A later node-based definition for Trechnotheria was the clade comprising the last common ancestor of Zhangheotherium and living therian mammals, and all its descendants. Alternatively it can be defined as the group with true symmetrodontia, being defined as an apomorphy rather than being defined as a node, the redefinition includes the Tinodontids.

== Characteristics ==
Like most Mesozoic mammal groups, early trechnotherians are known mainly from their teeth.

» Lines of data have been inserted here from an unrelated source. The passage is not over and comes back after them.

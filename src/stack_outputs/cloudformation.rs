use anyhow::{anyhow, Context, Result};
use async_trait::async_trait;
use aws_sdk_cloudformation::types::Output;
use aws_sdk_cloudformation::Client as CloudFormationClient;
use tracing::debug;

use super::{DeploymentOutput, StackDescriber};
use crate::aws::{format_service_error, load_sdk_config};

/// Stack describer backed by CloudFormation `DescribeStacks`
pub struct CloudFormationStackDescriber {
    client: CloudFormationClient,
}

impl CloudFormationStackDescriber {
    /// Create a describer using the default credential chain in the given region
    pub async fn new(region: &str) -> Self {
        let config = load_sdk_config(region).await;
        Self::from_client(CloudFormationClient::new(&config))
    }

    pub fn from_client(client: CloudFormationClient) -> Self {
        Self { client }
    }
}

/// Convert a CloudFormation output, which must carry both key and value
fn deployment_output(output: &Output) -> Result<DeploymentOutput> {
    let key = output
        .output_key()
        .context("Stack output is missing OutputKey")?;
    let value = output
        .output_value()
        .with_context(|| format!("Stack output '{}' is missing OutputValue", key))?;
    Ok(DeploymentOutput::new(key, value))
}

#[async_trait]
impl StackDescriber for CloudFormationStackDescriber {
    async fn describe_outputs(&self, stack_name: &str) -> Result<Vec<DeploymentOutput>> {
        let response = self
            .client
            .describe_stacks()
            .stack_name(stack_name)
            .send()
            .await
            .map_err(|err| anyhow!("{}", format_service_error(&err)))?;

        let stack = response
            .stacks()
            .first()
            .with_context(|| format!("Stack '{}' not found", stack_name))?;

        debug!("Stack {} status: {:?}", stack_name, stack.stack_status());

        stack.outputs().iter().map(deployment_output).collect()
    }
}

Hence, one of the most prominent features of this group is the "hypertrophied postvallum/prevallid shearing mechanism", along with other dental characters. Features of the shoulder blade, tibia, humerus, and ankle joint also diagnose this clade.

==Phylogeny==
A cladogram based on Luo, Cifelli & Kielan-Jaworowska, 2001, Luo, Kielan-Jaworowska & Cifelli, 2002 and, Kielan-Jaworowska, Cifelli & Luo, 2004.

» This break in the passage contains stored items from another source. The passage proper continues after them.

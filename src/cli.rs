use clap::{builder::NonEmptyStringValueParser, Parser, ValueEnum};
use std::net::Ipv4Addr;
use std::path::PathBuf;
use std::process::ExitCode;

/// Identity service client used to assume the role
#[derive(Debug, Clone, Copy, PartialEq, Eq, ValueEnum)]
pub enum ProviderKind {
    /// Run `aws sts assume-role`
    Cli,
    /// Call STS through the AWS SDK
    Sdk,
}

#[derive(Parser, Debug)]
#[command(
    name = "assume-role",
    version,
    about = "Assume an AWS IAM role and print environment variables for sourcing."
)]
pub struct AssumeRoleArgs {
    /// The ARN of the role to assume.
    #[arg(value_parser = NonEmptyStringValueParser::new())]
    pub role_arn: String,
    /// A unique name for the session. If not provided, a name based on the current timestamp will be used.
    #[arg(long = "session_name")]
    pub session_name: Option<String>,
    /// Optional session tags as key=value pairs (e.g., --tags project=demo env=testing).
    #[arg(long, num_args = 0.., value_parser = parse_key_val::<String, String>)]
    pub tags: Vec<(String, String)>,
    /// Identity service client
    #[arg(long, value_enum, default_value_t = ProviderKind::Cli)]
    pub provider: ProviderKind,
}

#[derive(Parser, Debug)]
#[command(
    name = "fetch-outputs",
    version,
    about = "Print connection instructions for the deployed sandbox stack."
)]
pub struct FetchOutputsArgs {
    /// Stack to describe (defaults to the configured stack name)
    #[arg(long)]
    pub stack_name: Option<String>,
}

#[derive(Parser, Debug)]
#[command(
    name = "sandbox-plan",
    version,
    about = "Show the operator-specific inputs of the sandbox stack."
)]
pub struct SandboxPlanArgs {
    /// Public IPv4 address to allow (detected via api.ipify.org if omitted)
    #[arg(long)]
    pub public_ip: Option<Ipv4Addr>,
    /// SSH public key to install (defaults to ~/.ssh/id_rsa.pub)
    #[arg(long)]
    pub public_key: Option<PathBuf>,
    /// Print only the bootstrap script
    #[arg(long)]
    pub script_only: bool,
}

/// Parse a single key-value pair, splitting on the first `=`
pub fn parse_key_val<T, U>(
    s: &str,
) -> Result<(T, U), Box<dyn std::error::Error + Send + Sync + 'static>>
where
    T: std::str::FromStr,
    T::Err: std::error::Error + Send + Sync + 'static,
    U: std::str::FromStr,
    U::Err: std::error::Error + Send + Sync + 'static,
{
    let pos = s
        .find('=')
        .ok_or_else(|| format!("invalid KEY=value: no `=` found in `{s}`"))?;
    Ok((s[..pos].parse()?, s[pos + 1..].parse()?))
}

/// Process exit status for a helper run
///
/// Failed operations exit with 0 unless strict exit is enabled, since existing
/// callers detect failure from the printed text only.
pub fn exit_status(succeeded: bool, strict_exit: bool) -> ExitCode {
    ExitCode::from(exit_code(succeeded, strict_exit))
}

fn exit_code(succeeded: bool, strict_exit: bool) -> u8 {
    if succeeded || !strict_exit {
        0
    } else {
        1
    }
}

#[cfg(test)]
mod tests {
    use super::*;

    #[test]
    fn test_parse_key_val_splits_on_first_equals() {
        let (k, v): (String, String) = parse_key_val("query=a=b").unwrap();
        assert_eq!(k, "query");
        assert_eq!(v, "a=b");

        let (k, v): (String, String) = parse_key_val("empty=").unwrap();
        assert_eq!(k, "empty");
        assert_eq!(v, "");

        assert!(parse_key_val::<String, String>("no-equals").is_err());
    }

    #[test]
    fn test_assume_role_args_full() {
        let args = AssumeRoleArgs::try_parse_from([
            "assume-role",
            "arn:aws:iam::123456789012:role/Playground",
            "--session_name",
            "ci-run",
            "--tags",
            "project=demo",
            "env=testing",
        ])
        .unwrap();

        assert_eq!(args.role_arn, "arn:aws:iam::123456789012:role/Playground");
        assert_eq!(args.session_name.as_deref(), Some("ci-run"));
        assert_eq!(
            args.tags,
            vec![
                ("project".to_string(), "demo".to_string()),
                ("env".to_string(), "testing".to_string()),
            ]
        );
        assert_eq!(args.provider, ProviderKind::Cli);
    }

    #[test]
    fn test_assume_role_args_minimal() {
        let args = AssumeRoleArgs::try_parse_from(["assume-role", "arn:aws:iam::1:role/R"]).unwrap();
        assert!(args.session_name.is_none());
        assert!(args.tags.is_empty());
    }

    #[test]
    fn test_assume_role_args_empty_tags_flag() {
        let args =
            AssumeRoleArgs::try_parse_from(["assume-role", "arn:aws:iam::1:role/R", "--tags"])
                .unwrap();
        assert!(args.tags.is_empty());
    }

    #[test]
    fn test_assume_role_args_rejects_bad_input() {
        assert!(AssumeRoleArgs::try_parse_from(["assume-role"]).is_err());
        assert!(AssumeRoleArgs::try_parse_from(["assume-role", ""]).is_err());
        assert!(AssumeRoleArgs::try_parse_from([
            "assume-role",
            "arn:aws:iam::1:role/R",
            "--tags",
            "project"
        ])
        .is_err());
    }

    #[test]
    fn test_assume_role_args_sdk_provider() {
        let args = AssumeRoleArgs::try_parse_from([
            "assume-role",
            "arn:aws:iam::1:role/R",
            "--provider",
            "sdk",
        ])
        .unwrap();
        assert_eq!(args.provider, ProviderKind::Sdk);
    }

    #[test]
    fn test_sandbox_plan_args() {
        let args = SandboxPlanArgs::try_parse_from([
            "sandbox-plan",
            "--public-ip",
            "203.0.113.7",
            "--script-only",
        ])
        .unwrap();
        assert_eq!(args.public_ip, Some(Ipv4Addr::new(203, 0, 113, 7)));
        assert!(args.public_key.is_none());
        assert!(args.script_only);

        assert!(SandboxPlanArgs::try_parse_from(["sandbox-plan", "--public-ip", "nope"]).is_err());
    }

    #[test]
    fn test_exit_code() {
        assert_eq!(exit_code(true, false), 0);
        // Compatible default: failures still exit 0
        assert_eq!(exit_code(false, false), 0);
        assert_eq!(exit_code(true, true), 0);
        assert_eq!(exit_code(false, true), 1);
    }
}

- Unassigned Trechnotheria:
  - †Austrotriconodon mckennai Bonaparte 1986 {Austrotriconodontidae Bonaparte 1990}
  - †Chaoyangodens lii Hou & Meng 2014
- Paraphyletic Symmetrodonta Simpson 1925
  - †Atlasodon monbaroni Sigogneau-Russell 1991 [Dryolestida, or Zatheria indet., milk tooth (Averianov, 2002)]

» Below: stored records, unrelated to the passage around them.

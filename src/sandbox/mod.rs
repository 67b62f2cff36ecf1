pub mod bootstrap;
pub mod operator;

use comfy_table::{modifiers::UTF8_ROUND_CORNERS, presets::UTF8_FULL, Attribute, Cell, Table};
use std::net::Ipv4Addr;

use crate::stack_outputs::{BUCKET_NAME, INSTANCE_PUBLIC_IP, JUPYTER_URL};
use bootstrap::BootstrapScript;

/// Name of the deployed sandbox stack
pub const STACK_NAME: &str = "Playground1Stack";

/// Ports reachable from the operator's public IP (SSH and the notebook server)
pub const ALLOWED_PORTS: [u16; 2] = [22, 3000];

/// Port the notebook server listens on
pub const JUPYTER_PORT: u16 = 3000;

pub const INSTANCE_TYPE: &str = "t2.micro";

/// Amazon Linux 2023 image per region
const AMI_MAP: &[(&str, &str)] = &[("us-east-1", "ami-012967cc5a8c9f891")];

/// Actions the instance role may perform on the sandbox bucket
pub const S3_ACTIONS: &[&str] = &[
    "s3:GetObject",
    "s3:ListBucket",
    "s3:PutObject",
    "s3:DeleteObject",
];

/// Actions the instance role may perform on the sandbox table
pub const DYNAMODB_ACTIONS: &[&str] = &[
    "dynamodb:PutItem",
    "dynamodb:GetItem",
    "dynamodb:UpdateItem",
    "dynamodb:DeleteItem",
    "dynamodb:Query",
    "dynamodb:Scan",
];

/// Actions the instance role may perform on its own stack
pub const CLOUDFORMATION_ACTIONS: &[&str] = &["cloudformation:DescribeStacks"];

/// Look up the machine image for a region
pub fn ami_for_region(region: &str) -> Option<&'static str> {
    AMI_MAP
        .iter()
        .find(|(r, _)| *r == region)
        .map(|(_, ami)| *ami)
}

/// URL of the notebook server on a given host
pub fn jupyter_url(host: &str, token: &str) -> String {
    format!("http://{}:{}/?token={}", host, JUPYTER_PORT, token)
}

/// A TCP ingress rule of the sandbox security group
#[derive(Debug, Clone, PartialEq, Eq)]
pub struct IngressRule {
    pub cidr: String,
    pub port: u16,
    pub description: String,
}

/// One rule per allowed port, restricted to the operator's address
pub fn ingress_rules(public_ip: Ipv4Addr) -> Vec<IngressRule> {
    ALLOWED_PORTS
        .iter()
        .map(|port| IngressRule {
            cidr: format!("{}/32", public_ip),
            port: *port,
            description: format!("Allow access to port {} from current public IP", port),
        })
        .collect()
}

/// Operator-specific inputs of the sandbox declaration
#[derive(Debug, Clone)]
pub struct SandboxPlan {
    pub stack_name: String,
    pub region: String,
    pub public_ip: Ipv4Addr,
    pub public_key: String,
    pub token: String,
}

impl SandboxPlan {
    pub fn ingress_rules(&self) -> Vec<IngressRule> {
        ingress_rules(self.public_ip)
    }

    pub fn bootstrap_script(&self) -> BootstrapScript {
        BootstrapScript::for_sandbox(&self.public_key, &self.token, JUPYTER_PORT)
    }

    /// Outputs the deployed stack exposes, with placeholders for values known only after deploy
    pub fn expected_outputs(&self) -> Vec<(&'static str, String)> {
        vec![
            (INSTANCE_PUBLIC_IP, "<instance public IP>".to_string()),
            (JUPYTER_URL, jupyter_url("<instance public IP>", &self.token)),
            (BUCKET_NAME, "<generated bucket name>".to_string()),
        ]
    }

    /// Render the plan as tables followed by the bootstrap script
    pub fn render(&self) -> String {
        let mut overview = Table::new();
        overview
            .load_preset(UTF8_FULL)
            .apply_modifier(UTF8_ROUND_CORNERS)
            .set_header(vec![
                Cell::new("SETTING").add_attribute(Attribute::Bold),
                Cell::new("VALUE").add_attribute(Attribute::Bold),
            ]);
        overview.add_row(vec![Cell::new("Stack"), Cell::new(&self.stack_name)]);
        overview.add_row(vec![Cell::new("Region"), Cell::new(&self.region)]);
        overview.add_row(vec![Cell::new("Instance type"), Cell::new(INSTANCE_TYPE)]);
        overview.add_row(vec![
            Cell::new("Machine image"),
            Cell::new(ami_for_region(&self.region).unwrap_or("<no image for region>")),
        ]);
        overview.add_row(vec![Cell::new("Operator IP"), Cell::new(self.public_ip)]);

        let mut ingress = Table::new();
        ingress
            .load_preset(UTF8_FULL)
            .apply_modifier(UTF8_ROUND_CORNERS)
            .set_header(vec![
                Cell::new("PORT").add_attribute(Attribute::Bold),
                Cell::new("SOURCE").add_attribute(Attribute::Bold),
                Cell::new("DESCRIPTION").add_attribute(Attribute::Bold),
            ]);
        for rule in self.ingress_rules() {
            ingress.add_row(vec![
                Cell::new(rule.port),
                Cell::new(&rule.cidr),
                Cell::new(&rule.description),
            ]);
        }

        let mut permissions = Table::new();
        permissions
            .load_preset(UTF8_FULL)
            .apply_modifier(UTF8_ROUND_CORNERS)
            .set_header(vec![
                Cell::new("RESOURCE").add_attribute(Attribute::Bold),
                Cell::new("ACTIONS").add_attribute(Attribute::Bold),
            ]);
        permissions.add_row(vec![
            Cell::new("Bucket and its objects"),
            Cell::new(S3_ACTIONS.join("\n")),
        ]);
        permissions.add_row(vec![
            Cell::new("Table"),
            Cell::new(DYNAMODB_ACTIONS.join("\n")),
        ]);
        permissions.add_row(vec![
            Cell::new(format!("Stack {}", self.stack_name)),
            Cell::new(CLOUDFORMATION_ACTIONS.join("\n")),
        ]);

        let mut outputs = Table::new();
        outputs
            .load_preset(UTF8_FULL)
            .apply_modifier(UTF8_ROUND_CORNERS)
            .set_header(vec![
                Cell::new("OUTPUT").add_attribute(Attribute::Bold),
                Cell::new("VALUE").add_attribute(Attribute::Bold),
            ]);
        for (key, value) in self.expected_outputs() {
            outputs.add_row(vec![Cell::new(key), Cell::new(value)]);
        }

        format!(
            "{}\n\nIngress rules:\n{}\n\nInstance role permissions:\n{}\n\nStack outputs:\n{}\n\nBootstrap script:\n{}",
            overview,
            ingress,
            permissions,
            outputs,
            self.bootstrap_script().render()
        )
    }
}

  - †Kennetheredium leesi Sigogneau-Russell 2003a
  - †Kotatherium haldanei Datta 1981
  - †Trishulotherium kotaensis Yadagiri 1985
- Unassigned Cladotheria:
  - †Afriquiamus nesovi Sigogneau-Russell 1999
  - †Butlerigale Kühne 1968
  - †Chunnelodon alopekodes Ensom & Sigogneau-Russell 1998
  - †Guimarota freyi Kuhne 1968
- Unassigned Zatheria:
  - †Arguimus khoshajari Dashzeveg 1979 Arguitherium cromptoni Dashzeveg 1994] {Arguimuridae Dashzeveg 1994 [Arguitheriidae Dashzeveg 1994]}
  - †Minimus richardfoxi Sigogneau-Russell 1999
  - †Magnimus ensomi Sigogneau-Russell 1999
  - †Mozomus shikamai Li et al. 2005 {Mozomuridae Li et al. 2005}
  - †Nanolestes Martin 2002
    - †N. drescherae Martin 2002
    - †N. krusati Martin 2002
    - †N. mackennai Martin, Averianov & Pfretzschner 2010
- Unassigned Boreosphenida:
  - †Argaliatherium robustum Cifelli & Davis 2015
  - †Carinalestes murensis Cifelli & Davis 2015
  - †Hypomylos Sigogneau-Russell 1992
    - †H. phelizoni Sigogneau-Russell 1992
    - †H. micros Sigogneau-Russell 1994
  - †Picopsidae Fox 1980
    - †Picopsis pattersoni Fox 1980
    - †Tirotherium aptum Montellano-Ballesteros & Fox 2015
Alternatively, the zanjeotherids would be ancestral to both the spalacotherids and the cladotherians (driolestoids and prototribosphenids), with the tinodontids equally paraphyletic. The group that contains the Spalacotheriidae and Cladotheria is called Alethinotheria (sensu Alexander O Averianov. 2013'), which was initially proposed to highlight the closeness between the spalacotherids and the meridiolestids.